Kanish Tyagi

Posted on Apr 10

Agent SRE — SLOs, Error Budgets, and Circuit Breakers for AI Agents

#ai #sre #machinelearning #opensource

When a traditional web service goes down, you get a 500 error. You check the logs, find the exception, fix it, deploy. The failure is deterministic and reproducible.

When an AI agent degrades, it's different. It doesn't crash — it just starts giving worse answers. It calls tools more times than it should. It hallucinates details it used to get right. It slows down under load in ways that are hard to measure. By the time you notice, it's been quietly failing for hours.

This is why AI agents need Site Reliability Engineering. Not the same SRE you apply to APIs and databases — a version adapted to the specific ways agents fail.

How Agents Fail Differently

Traditional services fail in discrete, measurable ways: error rate goes up, latency goes up, availability goes down. You set thresholds, you get paged, you fix it.

Agents fail on a spectrum:

Accuracy degradation — outputs become less correct over time as context accumulates
Tool call inflation — agent starts using 15 tool calls for tasks that used to take 3
Hallucination rate increase — factual errors appear more frequently
Task completion drift — agent completes the literal request but misses the intent
Delegation loops — agent spawns sub-agents that spawn more sub-agents recursively

None of these show up as a 500 error. They require different observability, different thresholds, and different response strategies.

Defining SLOs for Agents

A Service Level Objective is a target for how well your service should perform. For a web API, it's usually availability (99.9%) and latency (p99 < 200ms).

For an agent, you need different dimensions:

from agent_os.sre import AgentSLO

slo = AgentSLO(
    agent_id="research-agent",

    # How often should the agent successfully complete its task?
    task_success_rate=0.95,        # 95% of tasks complete successfully

    # How many tool calls is reasonable per task?
    max_tool_calls_per_task=10,    # alert if average exceeds this

    # How long should a task take?
    max_latency_ms=30000,          # 30 seconds max

    # How often can the agent violate policy?
    max_error_rate=0.02,           # 2% error rate maximum

    # How available should the agent be?
    min_availability=0.99,         # 99% uptime
)

These numbers come from your domain. A research agent doing deep analysis might reasonably use 20 tool calls. A customer service agent answering simple questions should never need more than 3. Define SLOs based on what good behavior looks like for your specific use case.
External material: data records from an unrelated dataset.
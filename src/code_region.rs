use core::slice;

/// A span of executable memory, viewed in place.
///
/// The region is neither owned nor copied. The resolver reads it in place, and
/// the patch engine later writes single bytes inside it through
/// [`PatchSite`](crate::PatchSite) values derived from it. Because of those
/// writes there is no public way to borrow the region's bytes:
///
/// ```compile_fail
/// let code = [0x90u8; 8];
/// let region = unsafe { dmpatch::CodeRegion::from_raw_parts(code.as_ptr() as usize, code.len()) };
/// let view: &[u8] = region.bytes();
/// ```
#[derive(Clone, Copy, Debug, PartialEq, Eq)]
pub struct CodeRegion {
    base: usize,
    len: usize,
}

impl CodeRegion {
    /// Create a view over `len` bytes of code starting at `base`.
    ///
    /// # Safety
    ///
    /// `base..base + len` must be readable memory for as long as the region
    /// (or any patch site derived from it) is in use, and must not be
    /// deallocated or remapped while it is. Applying or restoring sites
    /// derived from the region writes into it, so no reference to that memory
    /// may be live across those calls.
    pub unsafe fn from_raw_parts(base: usize, len: usize) -> Self {
        Self { base, len }
    }

    pub fn base(&self) -> usize {
        self.base
    }

    pub fn len(&self) -> usize {
        self.len
    }

    pub fn is_empty(&self) -> bool {
        self.len == 0
    }

    /// The absolute address of the byte at `offset`, or `None` if `offset` is
    /// outside the region.
    pub fn address_at(&self, offset: usize) -> Option<usize> {
        if offset < self.len {
            Some(self.base + offset)
        } else {
            None
        }
    }

    /// The code bytes of this region.
    ///
    /// Only for scans that finish before anything is written to the region.
    pub(crate) fn bytes(&self) -> &[u8] {
        if self.len == 0 {
            return &[];
        }
        // Validity of the span is the contract of `from_raw_parts`.
        unsafe { slice::from_raw_parts(self.base as *const u8, self.len) }
    }
}
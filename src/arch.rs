use crate::signature::{Signature, SignatureStyle};

/// Per-architecture byte templates for the patched branch idiom.
///
/// Architecture selection is a compile-time choice of the implementing type;
/// see [`ArchNative`](crate::ArchNative).
pub trait Arch {
    const NAME: &'static str;

    /// Primary encoding of the idiom.
    const STYLE_A: Signature;

    /// Alternate encoding emitted by newer compilers for the acquire path.
    const STYLE_B: Signature;

    /// Replacement for the mutable byte. Turns the flag-setting `or` into a
    /// no-op so the guarded check always passes.
    const PATCHED_BYTE: u8 = 0x00;

    fn signature(style: SignatureStyle) -> Signature {
        match style {
            SignatureStyle::A => Self::STYLE_A,
            SignatureStyle::B => Self::STYLE_B,
        }
    }
}
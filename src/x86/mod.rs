mod arch;

pub use arch::*;
use crate::arch::Arch;
use crate::signature::Signature;

// 80 ca 80       or dl, 0x80
// e8 ..          call
const OR_DL_THEN_CALL: Signature = Signature {
    template: [0x80, 0xca, 0x80, 0xe8],
    patch_offset: 2,
};

/// 32-bit x86. Both styles use the same template; the compiler has not been
/// seen emitting a second form here.
pub struct ArchX86;
impl Arch for ArchX86 {
    const NAME: &'static str = "x86";
    const STYLE_A: Signature = OR_DL_THEN_CALL;
    const STYLE_B: Signature = OR_DL_THEN_CALL;
}
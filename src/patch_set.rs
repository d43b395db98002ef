use arrayvec::ArrayVec;

use crate::error::CapacityError;
use crate::permission::page_base;

/// Upper bound on the number of sites tracked for one code region.
pub const MAX_PATCH_SITES: usize = 4;

/// The address of one mutable opcode byte, with the values it takes when
/// unpatched and patched.
///
/// Only the resolver creates these, so every site points into a code region
/// that was validated and scanned.
#[derive(Clone, Copy, Debug, PartialEq, Eq)]
pub struct PatchSite {
    address: usize,
    original: u8,
    patched: u8,
}

impl PatchSite {
    pub(crate) fn new(address: usize, original: u8, patched: u8) -> Self {
        Self {
            address,
            original,
            patched,
        }
    }

    pub fn address(&self) -> usize {
        self.address
    }

    pub fn original(&self) -> u8 {
        self.original
    }

    pub fn patched(&self) -> u8 {
        self.patched
    }

    /// Base address of the page holding this site.
    pub fn page(&self, page_size: usize) -> usize {
        page_base(self.address, page_size)
    }
}

/// The patch sites found in one code region, in scan order.
///
/// Capacity is fixed at [`MAX_PATCH_SITES`]; [`PatchSet::try_push`] refuses
/// to grow past it instead of dropping sites.
#[derive(Clone, Debug, Default, PartialEq, Eq)]
pub struct PatchSet {
    sites: ArrayVec<PatchSite, MAX_PATCH_SITES>,
}

impl PatchSet {
    pub fn new() -> Self {
        Self::default()
    }

    pub fn try_push(&mut self, site: PatchSite) -> Result<(), CapacityError> {
        self.sites.try_push(site).map_err(|_| CapacityError)
    }

    pub fn len(&self) -> usize {
        self.sites.len()
    }

    pub fn is_empty(&self) -> bool {
        self.sites.is_empty()
    }

    pub fn is_full(&self) -> bool {
        self.sites.is_full()
    }

    pub fn iter(&self) -> core::slice::Iter<'_, PatchSite> {
        self.sites.iter()
    }

    pub fn as_slice(&self) -> &[PatchSite] {
        &self.sites
    }
}

impl<'a> IntoIterator for &'a PatchSet {
    type Item = &'a PatchSite;
    type IntoIter = core::slice::Iter<'a, PatchSite>;

    fn into_iter(self) -> Self::IntoIter {
        self.iter()
    }
}
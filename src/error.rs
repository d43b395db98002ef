#[cfg_attr(feature = "std", derive(thiserror::Error))]
#[cfg_attr(not(feature = "std"), derive(thiserror_no_std::Error))]
#[derive(Debug, Clone, Copy, PartialEq, Eq)]
pub enum Error {
    #[error("Invalid patch parameters: {0}")]
    ConfigMismatch(#[from] ConfigError),

    #[error("Patch signature count mismatch: found {found}, expected {expected}")]
    PatchMismatch { found: usize, expected: usize },

    #[error("Could not make page 0x{page:x} writable")]
    PermissionFailure { page: usize },
}

#[cfg_attr(feature = "std", derive(thiserror::Error))]
#[cfg_attr(not(feature = "std"), derive(thiserror_no_std::Error))]
#[derive(Debug, Clone, Copy, PartialEq, Eq)]
pub enum ConfigError {
    #[error("Parameter block does not start with the expected magic signature")]
    BadMagic,

    #[error("Invalid struct size {declared}, expected {expected}")]
    SizeMismatch { declared: usize, expected: usize },

    #[error("Required address {0} is null")]
    NullAddress(&'static str),

    #[error("Page size {0} is not a non-zero power of two")]
    InvalidPageSize(usize),

    #[error("Code region {0} has zero length")]
    EmptyRegion(&'static str),
}

/// Returned by [`PatchSet::try_push`](crate::PatchSet::try_push) when the set is full.
#[cfg_attr(feature = "std", derive(thiserror::Error))]
#[cfg_attr(not(feature = "std"), derive(thiserror_no_std::Error))]
#[derive(Debug, Clone, Copy, PartialEq, Eq)]
#[error("Patch set is full")]
pub struct CapacityError;
use core::marker::PhantomData;

use crate::arch::Arch;
use crate::cfi::CfiGuard;
use crate::code_region::CodeRegion;
use crate::config::{default_version_gate, PatchConfig};
use crate::engine::{PatchEngine, RestoreReport};
use crate::error::Error;
use crate::patch_set::PatchSet;
use crate::permission::PagePermissions;
use crate::resolver::resolve;
use crate::signature::SignatureStyle;

/// Symbol the acquire region is taken from.
pub const ACQUIRE_SYMBOL: &str = "dm_get_table_device";

/// Symbol the release region is taken from.
pub const RELEASE_SYMBOL: &str = "dm_put_table_device";

const ACQUIRE_EXPECTED: usize = 2;
const ACQUIRE_ALTERNATE_EXPECTED: usize = 1;
const RELEASE_EXPECTED: usize = 1;

/// Load/unload state for one patching session.
///
/// Sets are tracked as soon as they are resolved, before they are applied,
/// so that [`Patcher::unload`] also undoes a partially applied set. Call
/// `unload` even after a failed load.
pub struct Patcher<P: PagePermissions, C: CfiGuard, A: Arch> {
    engine: PatchEngine<P, C>,
    config: PatchConfig,
    acquire: Option<PatchSet>,
    release: Option<PatchSet>,
    _arch: PhantomData<A>,
}

#[cfg(any(target_arch = "x86", target_arch = "x86_64"))]
impl<P: PagePermissions, C: CfiGuard> Patcher<P, C, crate::ArchNative> {
    pub fn new(permissions: P, cfi: C, config: PatchConfig) -> Self {
        Self::with_arch(permissions, cfi, config)
    }
}

#[cfg(any(target_arch = "x86", target_arch = "x86_64"))]
impl
    Patcher<
        crate::host::HostServices,
        Option<crate::cfi::NativeCfi>,
        crate::ArchNative,
    >
{
    /// Validate `params`, hook up the host logger and resolve the host entry
    /// points. Fails before touching any code if the block is invalid.
    ///
    /// # Safety
    ///
    /// Must run in the host kernel, with `params` filled in by the loader:
    /// the entry points must be valid and the code regions mapped.
    pub unsafe fn from_params(params: &crate::config::PatchParams) -> Result<Self, Error> {
        crate::host::PrintkLogger::install(params.printk_addr);
        log::debug!("dmpatch_init start pagesize={} ...", { params.page_size });

        let config = params.to_config()?;
        let host = crate::host::HostServices::from_params(params);
        let cfi = if config.cfi_enabled {
            Some(crate::cfi::native_guard())
        } else {
            None
        };
        Ok(Self::new(host, cfi, config))
    }
}

impl<P: PagePermissions, C: CfiGuard, A: Arch> Patcher<P, C, A> {
    pub fn with_arch(permissions: P, cfi: C, config: PatchConfig) -> Self {
        Self {
            engine: PatchEngine::new(permissions, cfi, config.page_size),
            config,
            acquire: None,
            release: None,
            _arch: PhantomData,
        }
    }

    pub fn config(&self) -> &PatchConfig {
        &self.config
    }

    pub fn engine(&self) -> &PatchEngine<P, C> {
        &self.engine
    }

    pub fn acquire_sites(&self) -> Option<&PatchSet> {
        self.acquire.as_ref()
    }

    pub fn release_sites(&self) -> Option<&PatchSet> {
        self.release.as_ref()
    }

    /// Patch both regions, gating the alternate acquire signature on
    /// [`default_version_gate`].
    pub fn load(&mut self) -> Result<(), Error> {
        self.load_with_gate(default_version_gate)
    }

    /// Patch the acquire region, then the release region.
    ///
    /// If the primary acquire signature does not match and `gate` accepts the
    /// host kernel version, the alternate signature is tried instead.
    pub fn load_with_gate<G>(&mut self, gate: G) -> Result<(), Error>
    where
        G: Fn(usize) -> bool,
    {
        let acquire = self.config.acquire;
        let set = match resolve_region::<A>(
            ACQUIRE_SYMBOL,
            &acquire,
            SignatureStyle::A,
            ACQUIRE_EXPECTED,
        ) {
            Ok(set) => set,
            Err(err) if gate(self.config.kernel_major) => {
                log::info!("new patch {}... ({})", ACQUIRE_SYMBOL, err);
                resolve_region::<A>(
                    ACQUIRE_SYMBOL,
                    &acquire,
                    SignatureStyle::B,
                    ACQUIRE_ALTERNATE_EXPECTED,
                )?
            }
            Err(err) => return Err(err),
        };
        let set = self.acquire.insert(set);
        self.engine.apply(set)?;
        log::info!("patch {} success", ACQUIRE_SYMBOL);

        let release = self.config.release;
        let set = resolve_region::<A>(
            RELEASE_SYMBOL,
            &release,
            SignatureStyle::A,
            RELEASE_EXPECTED,
        )?;
        let set = self.release.insert(set);
        self.engine.apply(set)?;
        log::info!("patch {} success", RELEASE_SYMBOL);

        log::info!("#####################################");
        log::info!("######## dm patch success ###########");
        log::info!("#####################################");
        Ok(())
    }

    /// Restore every tracked site in both regions and end the session.
    ///
    /// Keeps going past sites that fail to restore.
    pub fn unload(self) -> RestoreReport {
        self.unload_into_parts().0
    }

    /// Like [`Patcher::unload`], but also hands back the permission toggle
    /// and CFI guard.
    pub fn unload_into_parts(self) -> (RestoreReport, P, C) {
        let Self {
            mut engine,
            acquire,
            release,
            ..
        } = self;
        let report = engine.restore_all(acquire.iter().chain(release.iter()).flatten());
        if report.is_success() {
            log::info!("dmpatch_exit success");
        } else {
            log::error!(
                "dmpatch_exit: {} sites restored, {} failed",
                report.restored,
                report.failed
            );
        }
        let (permissions, cfi) = engine.into_parts();
        (report, permissions, cfi)
    }
}

fn resolve_region<A: Arch>(
    name: &str,
    region: &CodeRegion,
    style: SignatureStyle,
    expected_count: usize,
) -> Result<PatchSet, Error> {
    log::debug!(
        "patch for {} style[{}] 0x{:x} {} ({})",
        name,
        style,
        region.base(),
        region.len(),
        A::NAME
    );
    resolve::<A>(region, style, expected_count)
}
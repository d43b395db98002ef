use dmpatch::host::PrintkLogger;

struct Discard;

impl log::Log for Discard {
    fn enabled(&self, _metadata: &log::Metadata) -> bool {
        true
    }

    fn log(&self, _record: &log::Record) {}

    fn flush(&self) {}
}

static DISCARD: Discard = Discard;

#[test]
fn test_install_keeps_existing_logger_level() {
    log::set_logger(&DISCARD).unwrap();
    log::set_max_level(log::LevelFilter::Trace);

    unsafe { PrintkLogger::install(0) };
    assert_eq!(log::max_level(), log::LevelFilter::Trace);
    assert!(log::logger().enabled(&log::Metadata::builder().build()));
}
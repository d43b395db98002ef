use core::fmt;
use core::iter::{Enumerate, FusedIterator};
use core::slice::Windows;

use crate::arch::Arch;

const TEMPLATE_LEN: usize = 4;

/// Which of the known encodings of the branch idiom to scan for.
#[derive(Clone, Copy, Debug, PartialEq, Eq, Hash)]
pub enum SignatureStyle {
    A,
    B,
}

impl fmt::Display for SignatureStyle {
    fn fmt(&self, f: &mut fmt::Formatter<'_>) -> fmt::Result {
        match self {
            SignatureStyle::A => f.write_str("A"),
            SignatureStyle::B => f.write_str("B"),
        }
    }
}

/// A fixed 4-byte instruction template plus the position of the opcode byte
/// inside it that gets rewritten.
#[derive(Clone, Copy, Debug, PartialEq, Eq)]
pub struct Signature {
    pub template: [u8; TEMPLATE_LEN],
    pub patch_offset: usize,
}

impl Signature {
    pub const LEN: usize = TEMPLATE_LEN;

    /// The byte found at the patch offset in unmodified code.
    pub fn original_byte(&self) -> u8 {
        self.template[self.patch_offset]
    }

    /// Scan `buffer` for this template. See [`find_matches`].
    pub fn find_in<'a>(&self, buffer: &'a [u8]) -> Matches<'a> {
        Matches {
            windows: buffer.windows(Self::LEN).enumerate(),
            template: self.template,
        }
    }
}

/// Return the offsets in `buffer` where the `style` template of `A` starts.
///
/// Every start offset from 0 to `buffer.len() - 4` is checked independently
/// and in ascending order, so overlapping matches are all reported. A buffer
/// shorter than the template yields nothing.
pub fn find_matches<A: Arch>(buffer: &[u8], style: SignatureStyle) -> Matches<'_> {
    A::signature(style).find_in(buffer)
}

/// Iterator over template start offsets, produced by [`find_matches`].
#[derive(Clone, Debug)]
pub struct Matches<'a> {
    windows: Enumerate<Windows<'a, u8>>,
    template: [u8; TEMPLATE_LEN],
}

impl Iterator for Matches<'_> {
    type Item = usize;

    fn next(&mut self) -> Option<usize> {
        let template = self.template;
        self.windows
            .find(|(_, window)| *window == template)
            .map(|(offset, _)| offset)
    }

    fn size_hint(&self) -> (usize, Option<usize>) {
        (0, self.windows.size_hint().1)
    }
}

impl FusedIterator for Matches<'_> {}
//! Signature-driven single-byte patching of compiled kernel functions.
//!
//! Given the address and length of a compiled function, `dmpatch` scans its
//! machine code for a known 4-byte instruction template, locates the opcode
//! byte that sets a flag in front of a conditional check, and overwrites it so
//! the check always passes. Unloading writes the original bytes back.
//!
//! The pieces, leaves first:
//!
//! - [`find_matches`] scans a byte buffer for the template of a [`SignatureStyle`].
//! - [`resolve`] turns matches inside a [`CodeRegion`] into a [`PatchSet`], and
//!   refuses anything but the exact expected number of matches.
//! - [`PatchEngine`] writes the bytes, each inside its own
//!   [`PermissionWindow`], with branch tracking suspended by a [`CfiGuard`]
//!   for the whole pass.
//! - [`Patcher`] runs the engine over the acquire and release regions named
//!   in a [`PatchParams`] block.
//!
//! Templates are per architecture ([`x86_64::ArchX86_64`], [`x86::ArchX86`]);
//! [`ArchNative`] is the one for the target being compiled for.
#![cfg_attr(not(feature = "std"), no_std)]

mod arch;
pub mod cfi;
mod code_region;
pub mod config;
mod engine;
mod error;
pub mod host;
mod patch_set;
mod patcher;
mod permission;
mod resolver;
mod signature;

pub mod x86;
pub mod x86_64;

pub use arch::Arch;
pub use cfi::{CfiGuard, CfiSaveState, IbtGuard, MsrAccess, NoCfi};
pub use code_region::CodeRegion;
pub use config::{PatchConfig, PatchParams};
pub use engine::{PatchEngine, RestoreReport};
pub use error::{CapacityError, ConfigError, Error};
pub use patch_set::{PatchSet, PatchSite, MAX_PATCH_SITES};
pub use patcher::{Patcher, ACQUIRE_SYMBOL, RELEASE_SYMBOL};
pub use permission::{page_base, PagePermissions, PermissionError, PermissionWindow};
pub use resolver::resolve;
pub use signature::{find_matches, Matches, Signature, SignatureStyle};

cfg_if::cfg_if! {
    if #[cfg(target_arch = "x86_64")] {
        pub type ArchNative = x86_64::ArchX86_64;
    } else if #[cfg(target_arch = "x86")] {
        pub type ArchNative = x86::ArchX86;
    }
}
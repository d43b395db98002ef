//! Host kernel entry points, resolved from the addresses in [`PatchParams`].

use core::ffi::{c_char, c_int, c_ulong, c_void};
use core::fmt::{self, Write};
use core::mem::transmute;
use core::sync::atomic::{AtomicBool, AtomicUsize, Ordering};

use arrayvec::ArrayString;

use crate::config::PatchParams;
use crate::permission::{PagePermissions, PermissionError};

pub type PrintkFn = unsafe extern "C" fn(fmt: *const c_char, ...) -> c_int;
pub type SetMemoryAttrFn = unsafe extern "C" fn(addr: c_ulong, numpages: c_int) -> c_int;
pub type RegisterKprobeFn = unsafe extern "C" fn(probe: *mut c_void) -> c_int;
pub type UnregisterKprobeFn = unsafe extern "C" fn(probe: *mut c_void);

/// Entry points the patcher calls into.
///
/// The kprobe entry points are resolved for completeness; patching does not
/// use them.
#[derive(Clone, Copy)]
pub struct HostServices {
    pub printk: Option<PrintkFn>,
    pub set_memory_ro: SetMemoryAttrFn,
    pub set_memory_rw: SetMemoryAttrFn,
    pub register_kprobe: Option<RegisterKprobeFn>,
    pub unregister_kprobe: Option<UnregisterKprobeFn>,
}

impl HostServices {
    /// # Safety
    ///
    /// `params` must have passed [`PatchParams::check`], and every non-zero
    /// entry point address must be a function with the matching signature.
    pub unsafe fn from_params(params: &PatchParams) -> Self {
        Self {
            printk: optional(params.printk_addr).map(|addr| transmute::<usize, PrintkFn>(addr)),
            set_memory_ro: transmute::<usize, SetMemoryAttrFn>(params.set_memory_ro_addr),
            set_memory_rw: transmute::<usize, SetMemoryAttrFn>(params.set_memory_rw_addr),
            register_kprobe: optional(params.register_kprobe_addr)
                .map(|addr| transmute::<usize, RegisterKprobeFn>(addr)),
            unregister_kprobe: optional(params.unregister_kprobe_addr)
                .map(|addr| transmute::<usize, UnregisterKprobeFn>(addr)),
        }
    }
}

fn optional(address: usize) -> Option<usize> {
    if address == 0 {
        None
    } else {
        Some(address)
    }
}

impl PagePermissions for HostServices {
    fn make_writable(&mut self, page: usize) -> Result<(), PermissionError> {
        let code = unsafe { (self.set_memory_rw)(page as c_ulong, 1) };
        if code != 0 {
            return Err(PermissionError { page, code });
        }
        Ok(())
    }

    fn make_read_only(&mut self, page: usize) -> Result<(), PermissionError> {
        let code = unsafe { (self.set_memory_ro)(page as c_ulong, 1) };
        if code != 0 {
            return Err(PermissionError { page, code });
        }
        Ok(())
    }
}

/// Longest message forwarded to printk; longer ones are cut off.
pub const MAX_LINE: usize = 192;

// KERN_ERR "dmpatch: %s\n"
const PRINTK_FORMAT: &[u8] = b"\x013dmpatch: %s\n\0";

static PRINTK_ADDR: AtomicUsize = AtomicUsize::new(0);
static LOGGER: PrintkLogger = PrintkLogger;
static INSTALLED: AtomicBool = AtomicBool::new(false);

/// `log` backend that forwards records to the host's printk.
///
/// With no printk address installed, records are dropped.
pub struct PrintkLogger;

impl PrintkLogger {
    /// Route `log` records to the printk at `printk_addr` (0 disables output).
    ///
    /// # Safety
    ///
    /// `printk_addr` must be 0 or the address of a printk-compatible variadic
    /// function that stays valid for the rest of the program.
    pub unsafe fn install(printk_addr: usize) {
        PRINTK_ADDR.store(printk_addr, Ordering::Release);
        if log::set_logger(&LOGGER).is_ok() {
            INSTALLED.store(true, Ordering::Release);
        }
        // Another logger may already be set, e.g. in tests; leave its level alone.
        if INSTALLED.load(Ordering::Acquire) {
            log::set_max_level(if printk_addr == 0 {
                log::LevelFilter::Off
            } else {
                log::LevelFilter::Debug
            });
        }
    }

    fn printk() -> Option<PrintkFn> {
        optional(PRINTK_ADDR.load(Ordering::Acquire))
            .map(|addr| unsafe { transmute::<usize, PrintkFn>(addr) })
    }
}

impl log::Log for PrintkLogger {
    fn enabled(&self, _metadata: &log::Metadata) -> bool {
        PRINTK_ADDR.load(Ordering::Relaxed) != 0
    }

    fn log(&self, record: &log::Record) {
        let Some(printk) = Self::printk() else {
            return;
        };
        let line = render_line(*record.args());
        unsafe {
            printk(
                PRINTK_FORMAT.as_ptr() as *const c_char,
                line.as_ptr() as *const c_char,
            );
        }
    }

    fn flush(&self) {}
}

/// Writes as much of the input as fits, dropping the rest.
struct Truncating(ArrayString<MAX_LINE>);

impl Write for Truncating {
    fn write_str(&mut self, s: &str) -> fmt::Result {
        for c in s.chars() {
            if self.0.try_push(c).is_err() {
                break;
            }
        }
        Ok(())
    }
}

/// Format `args` into a NUL-terminated buffer.
fn render_line(args: fmt::Arguments<'_>) -> [u8; MAX_LINE + 1] {
    let mut text = Truncating(ArrayString::new());
    let _ = text.write_fmt(args);
    let mut line = [0u8; MAX_LINE + 1];
    // Interior NULs would end the string early on the C side.
    for (dst, src) in line.iter_mut().zip(text.0.bytes()) {
        *dst = if src == 0 { b'?' } else { src };
    }
    line
}

#[cfg(test)]
mod test {
    use super::*;

    static RW_CALLS: AtomicUsize = AtomicUsize::new(0);
    static RO_CALLS: AtomicUsize = AtomicUsize::new(0);
    static LAST_PAGE: AtomicUsize = AtomicUsize::new(0);

    unsafe extern "C" fn fake_set_memory_rw(addr: c_ulong, numpages: c_int) -> c_int {
        assert_eq!(numpages, 1);
        RW_CALLS.fetch_add(1, Ordering::SeqCst);
        LAST_PAGE.store(addr as usize, Ordering::SeqCst);
        0
    }

    unsafe extern "C" fn fake_set_memory_ro(_addr: c_ulong, _numpages: c_int) -> c_int {
        RO_CALLS.fetch_add(1, Ordering::SeqCst);
        -22
    }

    fn line_str(line: &[u8]) -> &str {
        let end = line.iter().position(|&b| b == 0).unwrap();
        std::str::from_utf8(&line[..end]).unwrap()
    }

    #[test]
    fn test_render_line() {
        let line = render_line(format_args!("patch for {} style[{}]", "dm_get_table_device", "A"));
        assert_eq!(line_str(&line), "patch for dm_get_table_device style[A]");
    }

    #[test]
    fn test_render_line_truncates() {
        let long = "x".repeat(MAX_LINE * 2);
        let line = render_line(format_args!("{}", long));
        assert_eq!(line_str(&line).len(), MAX_LINE);
        assert_eq!(line[MAX_LINE], 0);
    }

    #[test]
    fn test_host_permissions() {
        let params = PatchParams {
            set_memory_rw_addr: fake_set_memory_rw as usize,
            set_memory_ro_addr: fake_set_memory_ro as usize,
            ..PatchParams::new()
        };
        let mut host = unsafe { HostServices::from_params(&params) };
        assert!(host.printk.is_none());
        assert!(host.register_kprobe.is_none());

        assert_eq!(host.make_writable(0x7000), Ok(()));
        assert_eq!(RW_CALLS.load(Ordering::SeqCst), 1);
        assert_eq!(LAST_PAGE.load(Ordering::SeqCst), 0x7000);

        assert_eq!(
            host.make_read_only(0x7000),
            Err(PermissionError {
                page: 0x7000,
                code: -22
            })
        );
        assert_eq!(RO_CALLS.load(Ordering::SeqCst), 1);
    }
}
Error Budgets: When to Throttle vs Keep Running

An error budget is the inverse of your SLO. If your task success SLO is 95%, your error budget is 5% — that's how much failure you can tolerate before taking action.

from agent_os.sre import ErrorBudget

budget = ErrorBudget(slo=slo, window_hours=24)

# After 1000 tasks with 60 failures (6% error rate)
budget.record_tasks(total=1000, failed=60)

print(budget.remaining_percent)  # -20% — budget exhausted
print(budget.status)             # "EXHAUSTED"
print(budget.recommendation)    # "Throttle agent — error budget depleted"

When the error budget is exhausted, you have three options:

Throttle — reduce the agent's call rate, buy time to investigate
Degrade gracefully — switch to a simpler, more reliable mode
Circuit break — stop the agent entirely until the issue is resolved

The right choice depends on the stakes. A research agent exhausting its budget? Throttle it. A financial agent exhausting its budget? Circuit break immediately.

Circuit Breakers: Automatically Stopping Degraded Agents

I built a circuit breaker simulation in the Colab notebook I contributed to this repo. Here's the core concept translated to production code:

from agent_os.sre import CircuitBreaker

breaker = CircuitBreaker(
    agent_id="research-agent",
    failure_threshold=0.05,    # open circuit at 5% error rate
    latency_threshold_ms=30000, # open circuit if avg latency exceeds 30s
    cooldown_seconds=300,       # try again after 5 minutes
)

# Before each agent call
if breaker.is_open():
    # Circuit is open — agent is degraded
    raise AgentUnavailableError("Circuit breaker open — agent degraded")

try:
    result = agent.run(task)
    breaker.record_success()
except Exception as e:
    breaker.record_failure()
    raise

The circuit has three states:

Closed — normal operation, all calls go through
Open — agent is degraded, calls are rejected immediately
Half-open — cooldown expired, testing if agent has recovered

print(breaker.state)  # "CLOSED", "OPEN", or "HALF_OPEN"
print(breaker.failure_rate)  # current failure rate
print(breaker.time_until_retry)  # seconds until half-open

This prevents a degraded agent from silently producing bad outputs at scale. Instead of hoping someone notices the quality drop, the circuit breaker makes the degradation explicit and stops it automatically.

Chaos Testing: Breaking Your Agent on Purpose

The best time to discover how your agent fails is before it fails in production. Chaos testing deliberately introduces failures to find weaknesses.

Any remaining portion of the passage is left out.